Tentei te mandar mensagens, como não fiz nos primeiros meses, mas você não respondeu. Apareceu até uma mensagenzinha avisando que tinha mudado de número. Seus amigos deixaram de me seguir nas redes sociais e eu te odiei por isso, eles eram legais. Por causa do maldito carro você não andava mais de ônibus e nossos caminhos nunca mais se cruzaram. A sensação de perda foi ainda maior durante os meses seguintes. Antes, eu ainda tinha uma pequena esperança, alimentada por todo o amor que deixei guardado para você, mas depois disso, todo esse sentimento se transformou em dor e saudade.

Demorou muito, te juro, para eu aceitar que mesmo se invadisse seu trabalho, você ainda assim me evitaria a todo custo.

Nós não existia mais.

Depois de mais algum tempo, o fogo que me consumia transformou todo o meu interior em cinzas. Fiquei ainda pior do que um Zumbi. Eu literalmente me transformei em nada. Parei de me importar com tudo e tenho a leve impressão que minha chefe só me deu férias porque não queria me demitir.

Sozinha, tudo o que eu fazia era dormir, comer, cagar e às vezes tomar banho. Sendo bem sincera, estava morrendo de medo de nunca mais conhecer alguém como você. Já tinha aceitado que nunca mais te teria, mas ainda tinha certeza de que você era do tipo perfeito para mim. Também me culpei, por ter feito o fiz com você e com a gente.

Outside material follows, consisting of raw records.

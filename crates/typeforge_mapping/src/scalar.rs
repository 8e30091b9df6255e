//! How each scalar kind is written in generated declarations.

use typeforge_foundation::ScalarKind;

use crate::rule::{SymbolTemplate, TypeTerm};
use crate::symbol::SymbolOrigin;

/// Package exporting the decimal GraphQL scalar.
pub const DECIMAL_SCALAR_PACKAGE: &str = "prisma-graphql-type-decimal";
/// Package exporting the JSON GraphQL scalar.
pub const JSON_SCALAR_PACKAGE: &str = "graphql-type-json";

/// Output shape of one scalar kind.
#[derive(Clone, Copy, Debug, PartialEq, Eq)]
pub struct ScalarProfile {
    /// The kind described.
    pub kind: ScalarKind,
    /// Host-language type union of a bare value.
    pub terms: &'static [TypeTerm],
    /// GraphQL scalar named by the annotation factory.
    pub annotation: SymbolTemplate,
    /// Whether filters accept a bare value as equality shorthand.
    pub shorthand: bool,
    /// Whether a dedicated nested filter sits behind `not`.
    pub nested: bool,
}

const fn builtin(name: &'static str) -> SymbolTemplate {
    SymbolTemplate::Fixed(name, SymbolOrigin::Builtin)
}

const fn dialect(name: &'static str) -> SymbolTemplate {
    SymbolTemplate::Fixed(name, SymbolOrigin::Dialect)
}

const fn profile(
    kind: ScalarKind,
    terms: &'static [TypeTerm],
    annotation: SymbolTemplate,
) -> ScalarProfile {
    ScalarProfile {
        kind,
        terms,
        annotation,
        shorthand: true,
        nested: true,
    }
}

static PROFILES: [ScalarProfile; 9] = [
    profile(
        ScalarKind::String,
        &[TypeTerm::Native("string")],
        builtin("String"),
    ),
    profile(ScalarKind::Int, &[TypeTerm::Native("number")], dialect("Int")),
    profile(ScalarKind::Float, &[TypeTerm::Native("number")], dialect("Float")),
    profile(
        ScalarKind::Boolean,
        &[TypeTerm::Native("boolean")],
        builtin("Boolean"),
    ),
    profile(
        ScalarKind::DateTime,
        &[TypeTerm::Native("Date"), TypeTerm::Native("string")],
        builtin("Date"),
    ),
    profile(
        ScalarKind::Bytes,
        &[TypeTerm::Native("Uint8Array")],
        builtin("String"),
    ),
    profile(
        ScalarKind::Decimal,
        &[TypeTerm::Symbol(SymbolTemplate::Fixed(
            "Decimal",
            SymbolOrigin::ClientRuntime,
        ))],
        SymbolTemplate::Fixed(
            "GraphQLDecimal",
            SymbolOrigin::Package(DECIMAL_SCALAR_PACKAGE),
        ),
    ),
    profile(
        ScalarKind::BigInt,
        &[TypeTerm::Native("bigint"), TypeTerm::Native("number")],
        builtin("String"),
    ),
    ScalarProfile {
        kind: ScalarKind::Json,
        terms: &[TypeTerm::Native("any")],
        annotation: SymbolTemplate::Fixed("GraphQLJSON", SymbolOrigin::Package(JSON_SCALAR_PACKAGE)),
        shorthand: false,
        nested: false,
    },
];

/// Returns the profile of a scalar kind.
#[must_use]
pub fn scalar_profile(kind: ScalarKind) -> &'static ScalarProfile {
    // PROFILES is laid out in ScalarKind::ALL order
    &PROFILES[kind as usize]
}
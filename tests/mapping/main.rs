//! Integration tests for Layer 2: Mapping
//!
//! Tests for the type-mapping table, symbol templates, and the filter catalog.

mod catalog;
mod table;
//! Import manifests of synthesized declarations.

use typeforge_foundation::{ErrorKind, ScalarKind};
use typeforge_schema::{
    EnumDef, FieldDescriptor, InputKind, InputTypeDescriptor, SchemaModel, SchemaRegistry,
};
use typeforge_synth::{Dialect, FileCase, Generator, GeneratorConfig, ImportResolver, ModulePath};
use typeforge_mapping::{Symbol, SymbolOrigin};

use crate::fixtures::{registry, synthesize, user};

fn symbols(record: &typeforge_synth::DeclarationRecord) -> Vec<&str> {
    record.imports.iter().map(|e| e.symbol.as_str()).collect()
}

#[test]
fn enum_where_imports_filter_and_declaration() {
    let record = synthesize(&user(), InputKind::Where);
    assert_eq!(
        record.import_path("EnumRoleFilter").map(ModulePath::as_str),
        Some("./EnumRoleFilter.input")
    );
    assert_eq!(
        record.import_path("Role").map(ModulePath::as_str),
        Some("./Role.enum")
    );
}

#[test]
fn manifest_follows_first_reference_order() {
    let record = synthesize(&user(), InputKind::Where);
    assert_eq!(
        symbols(&record),
        vec![
            "Field",
            "InputType",
            "StringFilter",
            "StringNullableFilter",
            "EnumRoleFilter",
            "Role",
            "IntNullableFilter",
            "FloatFilter",
            "JsonNullableFilter",
            "PostListRelationFilter",
            "UserListRelationFilter",
        ]
    );
}

#[test]
fn create_imports_dialect_scalars_only() {
    let record = synthesize(&user(), InputKind::Create);
    assert_eq!(
        symbols(&record),
        vec![
            "Field",
            "InputType",
            "Role",
            "Int",
            "Float",
            "GraphQLJSON",
            "PostCreateNestedManyWithoutAuthorInput",
            "UserCreateNestedManyWithoutFollowingInput",
            "UserCreateNestedManyWithoutFollowersInput",
        ]
    );
}

#[test]
fn manifest_has_no_duplicate_symbols() {
    let generator = crate::fixtures::generator();
    let report = generator.run_closed(generator.model_descriptors(), 3);
    for record in &report.records {
        let mut seen = std::collections::HashSet::new();
        for entry in &record.imports {
            assert!(seen.insert(&entry.symbol), "{} imports {} twice", record.name, entry.symbol);
        }
    }
}

#[test]
fn conflicting_sources_fail_the_declaration() {
    let price = SchemaModel::new("Price")
        .with_field(FieldDescriptor::enumeration("currency", "Decimal"))
        .with_field(FieldDescriptor::scalar("amount", ScalarKind::Decimal));
    let registry = SchemaRegistry::new()
        .with_enum(EnumDef::new("Decimal", ["EUR", "USD"]))
        .with_model(price.clone());
    let generator = Generator::new(registry, GeneratorConfig::default());

    let err = generator
        .synthesize(&InputTypeDescriptor::for_model(&price, InputKind::Create))
        .unwrap_err();
    assert_eq!(
        err.kind,
        ErrorKind::ConflictingImport {
            symbol: "Decimal".into(),
            existing: "./Decimal.enum".into(),
            requested: "@prisma/client/runtime/library".into(),
        }
    );
    let context = err.context.unwrap();
    assert_eq!(context.declaration.as_deref(), Some("PriceCreateInput"));
    assert_eq!(context.field.as_deref(), Some("amount"));
}

#[test]
fn resolver_rejects_second_path() {
    let config = GeneratorConfig::default();
    let mut imports = ImportResolver::new();
    let input = Symbol::new("Role", SymbolOrigin::Enum);
    imports.register_symbol(&input, &config).unwrap();
    let path = ModulePath::for_symbol(&Symbol::new("Role", SymbolOrigin::Input), &config).unwrap();
    assert!(imports.register("Role", path).is_err());
    assert_eq!(imports.finalize().len(), 1);
}

#[test]
fn type_graphql_dialect_and_kebab_files() {
    let config = GeneratorConfig::default()
        .with_dialect(Dialect::TypeGraphql)
        .with_file_case(FileCase::Kebab);
    let generator = Generator::new(registry(), config);
    let record = generator
        .synthesize(&InputTypeDescriptor::for_model(&user(), InputKind::Where))
        .unwrap();
    assert_eq!(
        record.import_path("InputType").map(ModulePath::as_str),
        Some("type-graphql")
    );
    assert_eq!(
        record.import_path("StringNullableFilter").map(ModulePath::as_str),
        Some("./string-nullable-filter.input")
    );
}

#[test]
fn decimal_imports_runtime_and_scalar_package() {
    let price = SchemaModel::new("Price")
        .with_field(FieldDescriptor::scalar("amount", ScalarKind::Decimal).nullable());
    let generator = Generator::new(
        SchemaRegistry::new().with_model(price.clone()),
        GeneratorConfig::default().with_prisma_client_import("@acme/db"),
    );
    let record = generator
        .synthesize(&InputTypeDescriptor::for_model(&price, InputKind::Create))
        .unwrap();
    assert_eq!(
        record.property("amount").unwrap().declared_type,
        "Decimal | null"
    );
    assert_eq!(
        record.import_path("Decimal").map(ModulePath::as_str),
        Some("@acme/db/runtime/library")
    );
    assert_eq!(
        record.import_path("GraphQLDecimal").map(ModulePath::as_str),
        Some("prisma-graphql-type-decimal")
    );
}

#[test]
fn acronym_names_keep_their_spelling_in_paths() {
    let owner = SchemaModel::new("Owner")
        .with_field(FieldDescriptor::scalar("id", ScalarKind::Int).id())
        .with_field(FieldDescriptor::relation(
            "key",
            typeforge_schema::RelationRef::to_one("APIKey"),
        ))
        .with_field(FieldDescriptor::enumeration("method", "HTTPMethod"));
    let registry = SchemaRegistry::new()
        .with_model(SchemaModel::new("APIKey"))
        .with_model(owner.clone())
        .with_enum(EnumDef::new("HTTPMethod", ["GET", "POST"]));
    let record = Generator::new(registry, GeneratorConfig::default())
        .synthesize(&InputTypeDescriptor::for_model(&owner, InputKind::Where))
        .unwrap();

    assert_eq!(
        record.import_path("APIKeyWhereInput").map(ModulePath::as_str),
        Some("./APIKeyWhereInput.input")
    );
    assert_eq!(
        record.import_path("APIKeyRelationFilter").map(ModulePath::as_str),
        Some("./APIKeyRelationFilter.input")
    );
    assert_eq!(
        record.import_path("EnumHTTPMethodFilter").map(ModulePath::as_str),
        Some("./EnumHTTPMethodFilter.input")
    );
    assert_eq!(
        record.import_path("HTTPMethod").map(ModulePath::as_str),
        Some("./HTTPMethod.enum")
    );
}

#[test]
fn type_graphql_preset_with_custom_decorator() {
    let config = GeneratorConfig::type_graphql().with_decorator("ArgsType");
    let generator = Generator::new(registry(), config);
    let record = generator
        .synthesize(&InputTypeDescriptor::for_model(&user(), InputKind::Where))
        .unwrap();
    assert_eq!(record.decorator, "ArgsType");
    assert_eq!(&symbols(&record)[..2], ["Field", "ArgsType"]);
    assert_eq!(
        record.import_path("ArgsType").map(ModulePath::as_str),
        Some("type-graphql")
    );
    assert!(record.import_path("InputType").is_none());
}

Eu me odiei. Quis arrancar minha pele e virar do avesso, estudar cada centímetro de mim para encontrar o erro, a tolice, que me fez te perder e queimá-la viva, igual a todo o resto de mim.

Mamãe ficou sabendo do ocorrido e veio me buscar para passar duas semanas em casa com minha família. Primeiro, ela brigou comigo pelo estado deplorável em que me encontrou. Depois, lavou minhas roupas e me obrigou a cuidar direito do resto da casa e me arrumar para sair. Coisa de mãe.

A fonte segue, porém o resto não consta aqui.